EasyJet, Schipol Group ou encore Air France aux côtés de Transport & Environment, WWF et Réseau Action Climat… Il est plutôt rare de voir ces noms rassemblés autour d’une action commune. Pourtant, en janvier 2021, les associations environnementales et les acteurs de l’aviation se sont regroupés au sein du Fuelling Flight Project afin de parvenir à un consensus sur l’avenir des carburants durables pour l’aviation (« Sustainable Aviations Fuels » ou SAF en anglais).
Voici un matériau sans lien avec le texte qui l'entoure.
#[derive(Parser, Debug)]
struct SpritesheetArgs {
    /// Input spritesheet or animated GIF.
    #[arg(long = "in")]
    in_path: PathBuf,
    #[command(flatten)]
    grid: GridArgs,
    /// Model to use.
    #[arg(long)]
    model: Option<ModelId>,
    /// Process with every model; one sheet per model.
    #[arg(long)]
    all_models: bool,
    /// Directory for per-frame PNGs (or per-model sheets with `--all-models`).
    #[arg(long)]
    out_dir: Option<PathBuf>,
    /// Write the reassembled sheet here.
    #[arg(long)]
    output_spritesheet: Option<PathBuf>,
    /// Fail when any frame cannot be processed.
    #[arg(long)]
    strict: bool,
}

#[derive(Parser, Debug)]
struct GridCmdArgs {
    /// Input spritesheet.
    #[arg(long = "in")]
    in_path: PathBuf,
    #[command(flatten)]
    grid: GridArgs,
}

#[derive(Parser, Debug)]
struct VideoArgs {
    /// Input video.
    #[arg(long = "in")]
    in_path: PathBuf,
    /// Output GIF.
    #[arg(long)]
    out: PathBuf,
    #[command(flatten)]
    sample: SampleArgs,
}

#[derive(Parser, Debug)]
struct VideoSheetArgs {
    /// Input video.
    #[arg(long = "in")]
    in_path: PathBuf,
    /// Output PNG spritesheet.
    #[arg(long)]
    out: PathBuf,
    #[command(flatten)]
    sample: SampleArgs,
    #[command(flatten)]
    grid: GridArgs,
}

#[derive(Parser, Debug)]
struct PipelineArgs {
    /// Input video.
    #[arg(long = "in")]
    in_path: PathBuf,
    /// Output directory.
    #[arg(long)]
    out_dir: PathBuf,
    #[command(flatten)]
    sample: SampleArgs,
    #[command(flatten)]
    grid: GridArgs,
    /// Model to use.
    #[arg(long)]
    model: Option<ModelId>,
    /// Process with every model.
    #[arg(long)]
    all_models: bool,
    /// Also write the intermediate GIF and unprocessed sheet.
    #[arg(long)]
    keep_intermediates: bool,
    /// Fail when any frame cannot be processed.
    #[arg(long)]
    strict: bool,
}

#[derive(Parser, Debug)]
struct AnalyzeArgs {
    /// Input video.
    #[arg(long = "in")]
    in_path: PathBuf,
}

fn main() -> anyhow::Result<()> {
    init_tracing();
    let cli = Cli::parse();
    let mut config = match &cli.config {
        Some(path) => PipelineConfig::from_json_file(path)?,
        None => PipelineConfig::default(),
    };
    if let Some(n) = cli.threads {
        config.dispatch.threads = n;
    }
    if let Some(s) = cli.timeout_secs {
        config.dispatch.timeout_secs = s;
    }

    let ctx = Ctx {
        rembg: cli.rembg.clone(),
        json: cli.json,
    };
    match cli.cmd {
        Command::One(args) => cmd_one(&ctx, config, args),
        Command::Batch(args) => cmd_batch(&ctx, config, args),
        Command::Spritesheet(args) => cmd_spritesheet(&ctx, config, args),
        Command::Grid(args) => cmd_grid(config, args),
        Command::Video(args) => cmd_video(&ctx, config, args),
        Command::VideoSpritesheet(args) => cmd_video_spritesheet(&ctx, config, args),
        Command::Pipeline(args) => cmd_pipeline(&ctx, config, args),
        Command::Analyze(args) => cmd_analyze(args),
    }
}

fn init_tracing() {
    let filter = tracing_subscriber::EnvFilter::try_from_default_env()
        .unwrap_or_else(|_| tracing_subscriber::EnvFilter::new("info"));
    tracing_subscriber::fmt()
        .with_env_filter(filter)
        .with_writer(std::io::stderr)
        .init();
}

struct Ctx {
    rembg: Option<PathBuf>,
    json: bool,
}

impl Ctx {
    fn registry(&self) -> Arc<ModelRegistry> {
        let loader = match &self.rembg {
            Some(p) => RembgLoader::new(p),
            None => RembgLoader::from_env(),
        };
        Arc::new(ModelRegistry::new(Arc::new(loader)))
    }

    fn pipeline(&self, config: &PipelineConfig) -> anyhow::Result<Pipeline> {
        config.validate()?;
        Ok(Pipeline::new(self.registry(), config.dispatch)?)
    }

    fn report(&self, result: &PipelineResult) -> anyhow::Result<()> {
        if self.json {
            let text = serde_json::to_string_pretty(&result.summary())
                .context("serialize job summary")?;
            println!("{text}");
        }
        Ok(())
    }
}

fn apply_grid(config: &mut PipelineConfig, args: GridArgs) {
    let hints = &mut config.grid;
    let GridArgs {
        grid,
        frame_width,
        frame_height,
        frames_per_row,
        frames,
    } = args;
    if grid.is_some() {
        hints.grid = grid;
    }
    hints.frame_width = frame_width.or(hints.frame_width);
    hints.frame_height = frame_height.or(hints.frame_height);
    hints.frames_per_row = frames_per_row.or(hints.frames_per_row);
    hints.frames = frames.or(hints.frames);
}

fn apply_sample(config: &mut PipelineConfig, args: &SampleArgs) {
    let s = &mut config.sample;
    s.fps = args.fps.unwrap_or(s.fps);
    s.duration = args.duration.or(s.duration);
    s.max_width = args.max_width.unwrap_or(s.max_width);
    s.max_height = args.max_height.unwrap_or(s.max_height);
}

fn apply_model(config: &mut PipelineConfig, model: Option<ModelId>, strict: bool) {
    if let Some(m) = model {
        config.model = m;
    }
    if strict {
        config.failure_policy = FailurePolicy::Strict;
    }
}

fn cmd_one(ctx: &Ctx, config: PipelineConfig, args: OneArgs) -> anyhow::Result<()> {
    let model = args.model.unwrap_or(config.model);
    let bytes = std::fs::read(&args.in_path)
        .with_context(|| format!("read image '{}'", args.in_path.display()))?;
    let registry = ctx.registry();
    let out = sprite_processor::remove_background(&registry, &bytes, model)?;
    write_file(&args.out, &out)?;
    eprintln!("wrote {}", args.out.display());
    Ok(())
}

fn cmd_batch(ctx: &Ctx, config: PipelineConfig, args: BatchArgs) -> anyhow::Result<()> {
    let model = args.model.unwrap_or(config.model);
    let registry = ctx.registry();
    std::fs::create_dir_all(&args.out_dir)
        .with_context(|| format!("create output dir '{}'", args.out_dir.display()))?;

    let mut inputs: Vec<PathBuf> = std::fs::read_dir(&args.in_dir)
        .with_context(|| format!("read input dir '{}'", args.in_dir.display()))?
        .filter_map(|e| e.ok().map(|e| e.path()))
        .filter(|p| is_image_path(p))
        .collect();
    inputs.sort();

    let mut failed = 0usize;
    for input in &inputs {
        let stem = input
            .file_stem()
            .map(|s| s.to_string_lossy().into_owned())
            .unwrap_or_default();
        let out = args.out_dir.join(format!("{stem}.png"));
        if out.exists() && !args.overwrite {
            tracing::info!(path = %out.display(), "output exists, skipping");
            continue;
        }
        let result = std::fs::read(input)
            .with_context(|| format!("read image '{}'", input.display()))
            .and_then(|bytes| {
                sprite_processor::remove_background(&registry, &bytes, model).map_err(Into::into)
            })
            .and_then(|png| write_file(&out, &png));
        match result {
            Ok(()) => eprintln!("wrote {}", out.display()),
            Err(e) => {
                failed += 1;
                tracing::warn!(path = %input.display(), "failed: {e:#}");
            }
        }
    }
    if failed > 0 {
        anyhow::bail!("{failed} of {} images failed", inputs.len());
    }
    Ok(())
}

fn cmd_spritesheet(
    ctx: &Ctx,
    mut config: PipelineConfig,
    args: SpritesheetArgs,
) -> anyhow::Result<()> {
    if args.out_dir.is_none() && args.output_spritesheet.is_none() {
        anyhow::bail!("nothing to write: pass --out-dir and/or --output-spritesheet");
    }
    apply_grid(&mut config, args.grid);
    apply_model(&mut config, args.model, args.strict);

    let input = SourceInput::from_path(&args.in_path)?;
    let pipeline = ctx.pipeline(&config)?;
    let flow = if args.all_models {
        FlowKind::CompareModels
    } else {
        FlowKind::ProcessSheet
    };
    let result = pipeline.run_pipeline(&input, flow, &config)?;

    match &result.output {
        PipelineOutput::Sheet(out) => {
            if let Some(dir) = &args.out_dir {
                write_frames(dir, out)?;
            }
            if let Some(path) = &args.output_spritesheet {
                write_file(path, &out.sheet.to_png()?)?;
                eprintln!("wrote {}", path.display());
            }
        }
        PipelineOutput::Comparison(cmp) => {
            let dir = match (&args.out_dir, &args.output_spritesheet) {
                (Some(dir), _) => dir.clone(),
                (None, Some(path)) => path.parent().map(Path::to_path_buf).unwrap_or_default(),
                (None, None) => PathBuf::from("."),
            };
            let stem = file_stem(&args.in_path);
            write_comparison(&dir, &stem, &cmp.entries)?;
        }
        _ => anyhow::bail!("unexpected output for {}", flow.as_str()),
    }
    ctx.report(&result)
}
En effet, dans un objectif européen de neutralité carbone d’ici 2050, le secteur de l’aviation, comme tous les autres secteurs, doit trouver des moyens de réduire ses émissions de gaz à effet de serre. Le secteur aérien s’est d’ailleurs fixé pour objectif de réduire, d’ici à 2050, ses émissions de CO2 de 50% par rapport à leur niveau de 2005. Si l’un des leviers possibles pour atteindre cet objectif est d’améliorer la performance des avions et des moteurs et d’effectuer une meilleure gestion du trafic aérien qui puisse tendre vers une réduction de sa croissance, la moitié des gains attendus par les professionnels du secteur tient à l’utilisation de carburants durables.
Ces carburants auraient l’avantage de ne pas nécessiter un changement de motorisation ou d’infrastructures et, selon l’Association Internationale du Transport Aérien, ils pourraient réduire les émissions de CO2 de 80% par rapport au kérosène sur l’ensemble de leur cycle d’utilisation. Autre avantage et pas des moindres : ils existent déjà (en partie), contrairement à l’avion à hydrogène promis pour 2035, mais qui se heurte encore à de (trop) nombreuses barrières technologiques pour que cette deadline ait la moindre chance d’être tenue.
Carburants d’aviation durables : de quoi parlons-nous ?
Il s’agit en grande partie de biocarburants, c’est à dire de produits conçus à partir de matières biologiques déjà présentes en quantités importantes : huiles végétales, huiles de cuisson, sucres et amidons, algues, graisses animales, déchets municipaux recyclés ou encore lignocellulose provenant de résidus de bois ou de de résidus agricoles.
De nombreux matériaux pourraient en fait être utilisés pour faire voler les avions. Avec une réelle contrainte technique cependant, puisque le biocarburant élu « doit rester liquide dans une plage de température dont on n’a jamais besoin dans les transports terrestres, en haute atmosphère à -50°C et sous le soleil d’un désert où cela va monter à 60°C dans les ailes » précise Patrick Gandil, ex-directeur de l’aviation civile (DGAC) en France. Cependant, certains acteurs aérien tels que Boeing ou Airbus ont d’ores et déjà montré que faire voler un avion 100% SAF était réalisable.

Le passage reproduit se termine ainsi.